Dronedarone effects on atrial and ventricular electrophysiology in conscious dogs

Atrial and ventricular electrophysiological assessments in conscious dogs are relevant models to interrogate the selectivity of potential antiarrhythmic drugs. We investigate the selective effects of dronedarone (DRO) on atrial and ventricular effective refractoriness using a conscious dog model. Male beagle dogs (n=5, 8–11Kg) were surgically instrumented with telemetry devices and two sets of bipolar electrodes placed on the right atrium and the right ventricular outflow tract to determine the atrial and ventricular effective refractory periods (AERP and VERP). One week after surgery, dogs received vehicle (β‐cyclodextrin/mannitol 0.033 mL/kg/min) and DRO (0.033, 0.067 and 0.167 mg/kg/min) every 30 minutes. Dose dependent prolongation of AERP, but not VERP, was observed with DRO administration. At 300 msec cycle length, AERP was significantly increased by 19%, 31% and 46% with 1, 2 and 5 mg/kg of DRO respectively, compared to vehicle.

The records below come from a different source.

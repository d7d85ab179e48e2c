mod common;

use std::sync::{Arc, Mutex};
use std::time::Duration;

use common::{init_logging, keyed_config, link};
use describer_core::{update, AiConfig, DialogState, Effect, Msg};
use describer_engine::{
    BatchEvent, DescriptionGenerator, EngineEvent, EngineHandle, FailureKind, GenerateError,
};
use pretty_assertions::assert_eq;

/// Slow on the first call for `slow_title`; fails any later call for it.
struct SlowOnceGenerator {
    slow_title: &'static str,
    calls: Mutex<Vec<String>>,
}

impl SlowOnceGenerator {
    fn new(slow_title: &'static str) -> Self {
        Self {
            slow_title,
            calls: Mutex::new(Vec::new()),
        }
    }

    fn calls(&self) -> Vec<String> {
        self.calls.lock().unwrap().clone()
    }
}

#[async_trait::async_trait]
impl DescriptionGenerator for SlowOnceGenerator {
    async fn generate(
        &self,
        title: &str,
        _url: &str,
        _config: &AiConfig,
    ) -> Result<String, GenerateError> {
        let seen = {
            let mut calls = self.calls.lock().unwrap();
            let seen = calls.iter().filter(|t| *t == title).count();
            calls.push(title.to_string());
            seen
        };
        if title == self.slow_title {
            if seen > 0 {
                return Err(GenerateError {
                    kind: FailureKind::HttpStatus(500),
                    message: "regenerated".to_string(),
                });
            }
            tokio::time::sleep(Duration::from_millis(200)).await;
        }
        Ok(format!("About {title}"))
    }
}

struct PanickingGenerator;

#[async_trait::async_trait]
impl DescriptionGenerator for PanickingGenerator {
    async fn generate(
        &self,
        _title: &str,
        _url: &str,
        _config: &AiConfig,
    ) -> Result<String, GenerateError> {
        panic!("generator blew up");
    }
}

fn confirm(state: DialogState) -> (DialogState, Effect) {
    let (state, _) = update(state, Msg::GenerateClicked);
    let (state, mut effects) = update(state, Msg::GenerateConfirmed);
    assert_eq!(effects.len(), 1);
    (state, effects.remove(0))
}

fn execute(engine: &EngineHandle, effect: Effect) {
    match effect {
        Effect::StartBatch {
            batch_id,
            config,
            links,
        } => engine.start_batch(batch_id, config, links),
        Effect::StopBatch => engine.stop(),
        Effect::SaveConfig(_) => {}
    }
}

fn next_event(engine: &EngineHandle) -> EngineEvent {
    engine
        .recv_timeout(Duration::from_secs(5))
        .expect("engine alive")
        .expect("event before timeout")
}

#[test]
fn stop_then_restart_keeps_in_flight_work_and_stays_stoppable() {
    init_logging();
    let generator = Arc::new(SlowOnceGenerator::new("A"));
    let engine = EngineHandle::with_generator(generator.clone());

    let owner = DialogState::with_owner(keyed_config(), vec![link(1, "A"), link(2, "B")]);
    let (state, _) = update(owner, Msg::DialogOpened);

    let (state, effect) = confirm(state);
    execute(&engine, effect);
    // Let the call for A get in flight before stopping.
    std::thread::sleep(Duration::from_millis(50));
    let (state, mut effects) = update(state, Msg::StopClicked);
    execute(&engine, effects.remove(0));
    assert!(!state.is_processing());

    let (mut state, effect) = confirm(state);
    assert!(matches!(effect, Effect::StartBatch { batch_id: 2, .. }));
    execute(&engine, effect);

    loop {
        let event = next_event(&engine);
        let done = event.batch_id == 2 && event.is_terminal();
        let first_run_finished = event.batch_id == 1 && event.is_terminal();
        if let Some(msg) = event.into_msg() {
            state = update(state, msg).0;
        }
        if first_run_finished {
            // The late finish of the stopped run leaves the restarted one running.
            assert!(state.is_processing());
            assert_eq!(state.current_batch(), Some(2));
        }
        if done {
            break;
        }
    }

    assert!(!state.is_processing());
    assert!(state
        .links()
        .iter()
        .all(|link| link.description == Some(format!("About {}", link.title))));
    assert_eq!(generator.calls(), vec!["A".to_string(), "B".to_string()]);
}

#[test]
fn stop_during_restarted_run_reaches_the_new_run() {
    init_logging();
    let generator = Arc::new(SlowOnceGenerator::new("B"));
    let engine = EngineHandle::with_generator(generator.clone());

    engine.start_batch(1, keyed_config(), vec![link(1, "A")]);
    engine.stop();
    engine.start_batch(2, keyed_config(), vec![link(2, "B"), link(3, "C")]);
    std::thread::sleep(Duration::from_millis(50));
    engine.stop();

    let summary = loop {
        let event = next_event(&engine);
        if let (2, BatchEvent::Finished(summary)) = (event.batch_id, &event.event) {
            break summary.clone();
        }
    };

    assert!(summary.stopped);
    assert_eq!(summary.succeeded, 1);
    assert!(!generator.calls().contains(&"C".to_string()));
}

#[test]
fn panicking_run_reports_aborted() {
    init_logging();
    let engine = EngineHandle::with_generator(Arc::new(PanickingGenerator));

    engine.start_batch(4, keyed_config(), vec![link(1, "A")]);

    let terminal = loop {
        let event = next_event(&engine);
        if event.is_terminal() {
            break event;
        }
    };
    assert_eq!(terminal.batch_id, 4);
    assert!(matches!(terminal.event, BatchEvent::Aborted { .. }));
    assert_eq!(terminal.into_msg(), Some(Msg::BatchFinished { batch_id: 4 }));

    // The engine thread outlives the panicked task.
    engine.stop();
    assert_eq!(engine.try_recv(), Ok(None));
}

At 400 msec cycle length, a significant increase of 44% in AERP was observed only with 5mg/kg DRO as compared to vehicle. Arterial blood pressure, heart rate, P‐wave duration, and QTc interval values were unchanged throughout the experiment. Both vehicle and DRO (1, 2 and 5 mg/kg) had no significant effect on any of these cardiovascular parameters except P‐wave duration which was significantly increased by 5% with 5mg/kg DRO as compared to vehicle. In summary, dose‐dependent prolongations of AERP, but not VERP, were observed with DRO. This model possesses utility as a paradigm to determine the differential efficacy of test articles on atrial and ventricular refractoriness.